__RECORDS FOR THIS TASK__:
== Segment start ==

use chrono::{DateTime, Utc};
use serde::{Deserialize, Serialize};

/// A single chat message pulled from the live feed.
#[derive(Debug, Clone, Serialize, Deserialize)]
pub struct ChatMessage {
    /// Platform-assigned message id.
    pub id: String,
    /// Platform-specific author id (e.g. YouTube channel id).
    pub author_id: String,
    /// Human-readable author name.
    pub author_name: Option<String>,
    /// Message text content.
    pub text: String,
    pub published_at: DateTime<Utc>,
}

/// One page of chat messages plus the cursor for the next fetch.
///
/// The cursor is threaded through loop iterations by the caller; the feed
/// itself is stateless between fetches.
#[derive(Debug, Clone, Default)]
pub struct ChatBatch {
    /// Messages in arrival order. May be empty.
    pub messages: Vec<ChatMessage>,
    /// Pagination cursor for the next fetch, if the platform returned one.
    pub next_cursor: Option<String>,
}

/// A playable track resolved from a search query.
#[derive(Debug, Clone, Serialize, Deserialize)]
pub struct Track {
    pub title: String,
    pub artist: String,
    /// External URL used to trigger playback.
    pub url: String,
}
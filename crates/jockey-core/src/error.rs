use thiserror::Error;

/// Top-level error type for jockey.
#[derive(Debug, Error)]
pub enum JockeyError {
    /// Error from the live chat feed.
    #[error("chat error: {0}")]
    Chat(String),

    /// Error from the text-generation provider.
    #[error("provider error: {0}")]
    Provider(String),

    /// Error from the playback service.
    #[error("playback error: {0}")]
    Playback(String),

    /// Request queue error.
    #[error("queue error: {0}")]
    Queue(String),

    /// Configuration error.
    #[error("config error: {0}")]
    Config(String),

    /// I/O error.
    #[error("io error: {0}")]
    Io(#[from] std::io::Error),

    /// Serialization error.
    #[error("serialization error: {0}")]
    Serialization(#[from] serde_json::Error),
}
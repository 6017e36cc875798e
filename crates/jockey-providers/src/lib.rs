//! # jockey-providers
//!
//! Text-generation provider implementations for jockey.

pub mod openai;

pub use openai::OpenAiProvider;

== Segment end ==

__WHAT IS BEING ASKED__: Gather from the records above every line containing the string "providers".

__WRITTEN SOLUTION__:
filename crates/jockey-providers/src/lib.rs
//! # jockey-providers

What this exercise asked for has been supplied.